(Entries taken from a collection)
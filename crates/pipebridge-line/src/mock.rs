use std::collections::VecDeque;
use std::sync::{Arc, Mutex};

use pipebridge_transport::{PipeChannel, Result, TransportError};

/// In-memory channel with scriptable availability, short reads and failures.
#[derive(Default)]
pub(crate) struct ScriptedChannel {
    pub incoming: VecDeque<u8>,
    /// Extra bytes reported by `bytes_available` that `read_available` never delivers.
    pub overreport: usize,
    /// Once `incoming` drains, the remote is gone.
    pub hangup_when_drained: bool,
    pub fail_reads: bool,
    pub write_limit: Option<usize>,
    pub fail_writes: bool,
    pub written: Vec<u8>,
    pub read_calls: usize,
    pub journal: Journal,
}

/// Lifecycle events of the owning channel. Dropping it records the release.
#[derive(Default)]
pub(crate) struct Journal(Arc<Mutex<Vec<&'static str>>>);

impl Journal {
    fn push(&self, event: &'static str) {
        if let Ok(mut events) = self.0.lock() {
            events.push(event);
        }
    }
}

impl Drop for Journal {
    fn drop(&mut self) {
        self.push("release");
    }
}

impl ScriptedChannel {
    pub fn with_incoming(bytes: &[u8]) -> Self {
        Self {
            incoming: bytes.iter().copied().collect(),
            ..Self::default()
        }
    }

    pub fn push(&mut self, bytes: &[u8]) {
        self.incoming.extend(bytes.iter().copied());
    }

    pub fn journal(&self) -> Arc<Mutex<Vec<&'static str>>> {
        self.journal.0.clone()
    }
}

impl PipeChannel for ScriptedChannel {
    fn bytes_available(&mut self) -> Result<usize> {
        if self.incoming.is_empty() && self.hangup_when_drained {
            return Err(TransportError::closed_by_remote());
        }
        let available = self.incoming.len() + self.overreport;
        self.overreport = 0;
        Ok(available)
    }

    fn read_available(&mut self, buf: &mut [u8]) -> Result<usize> {
        self.read_calls += 1;
        if self.fail_reads {
            return Err(TransportError::closed_by_remote());
        }
        let n = buf.len().min(self.incoming.len());
        for (slot, byte) in buf.iter_mut().zip(self.incoming.drain(..n)) {
            *slot = byte;
        }
        Ok(n)
    }

    fn write(&mut self, buf: &[u8]) -> Result<usize> {
        if self.fail_writes {
            return Err(TransportError::closed_by_remote());
        }
        let n = self.write_limit.map_or(buf.len(), |limit| limit.min(buf.len()));
        self.written.extend_from_slice(&buf[..n]);
        Ok(n)
    }

    fn set_byte_mode(&mut self) -> Result<()> {
        Ok(())
    }

    fn cancel_io(&mut self) -> Result<()> {
        self.journal.push("cancel");
        Ok(())
    }

    fn raw_handle(&self) -> isize {
        7
    }
}

#[cfg(test)]
mod tests {
    use super::*;

    #[test]
    fn struct_update_keeps_single_release() {
        let channel = ScriptedChannel {
            write_limit: Some(1),
            fail_reads: true,
            ..ScriptedChannel::with_incoming(b"queued")
        };
        let journal = channel.journal();

        assert_eq!(channel.incoming.len(), 6);
        assert!(journal.lock().unwrap().is_empty());
        drop(channel);
        assert_eq!(*journal.lock().unwrap(), vec!["release"]);
    }
}
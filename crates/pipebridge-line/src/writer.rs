use pipebridge_transport::{PipeChannel, TransportError};
use tracing::trace;

use crate::encoding::wide_to_utf8;
use crate::error::{LineError, Result};

/// Write every byte of `bytes` to `channel`, returning the count written.
///
/// Loops over partial writes. No flush is issued; pipe writes are not
/// buffered in user space.
pub fn write_all<C: PipeChannel>(channel: &mut C, bytes: &[u8]) -> Result<usize> {
    let mut offset = 0usize;
    while offset < bytes.len() {
        match channel.write(&bytes[offset..]) {
            Ok(0) => return Err(TransportError::closed_by_remote().into()),
            Ok(n) => offset += n,
            Err(TransportError::Io(err)) if err.kind() == std::io::ErrorKind::Interrupted => {
                continue
            }
            Err(err) => return Err(LineError::Transport(err)),
        }
    }

    trace!(written = offset, "wrote bytes");
    Ok(offset)
}

/// Convert wide text to UTF-8 and write it. Returns the UTF-8 byte count.
///
/// Nothing is written if the text does not convert.
pub fn write_wide<C: PipeChannel>(channel: &mut C, wide: &[u16]) -> Result<usize> {
    let text = wide_to_utf8(wide)?;
    write_all(channel, text.as_bytes())
}
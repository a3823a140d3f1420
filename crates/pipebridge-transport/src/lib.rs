//! Client-side pipe transport.
//!
//! Resolves a pipe name into an open byte-stream channel:
//! - Windows named pipes (`\\.\pipe\name`)
//! - Unix domain sockets (Linux/macOS), addressed with the same names
//!
//! This is the lowest layer of pipebridge. Everything else builds on the
//! [`PipeChannel`] capability provided here.

pub mod codes;
pub mod connector;
pub mod error;
pub mod name;
pub mod traits;

#[cfg(unix)]
pub mod uds;

#[cfg(windows)]
pub mod windows;

pub use connector::{
    connect, connect_via, connect_with_config, ConnectConfig, DEFAULT_CONNECT_TIMEOUT,
    DEFAULT_POLL_INTERVAL,
};
pub use error::{ErrorKind, Result, TransportError};
pub use name::PipeName;
pub use traits::{PipeChannel, PipeEndpoint, Readiness};

#[cfg(unix)]
pub use uds::{UnixPipeClient as NativeChannel, UnixSocketEndpoint as NativeEndpoint};

#[cfg(windows)]
pub use windows::{NamedPipeClient as NativeChannel, NamedPipeEndpoint as NativeEndpoint};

» **REQUIRED WORK**
Please tally the lines above that include the word "traits" and answer with the number by itself.

» **SOLUTION TO THIS TASK**
2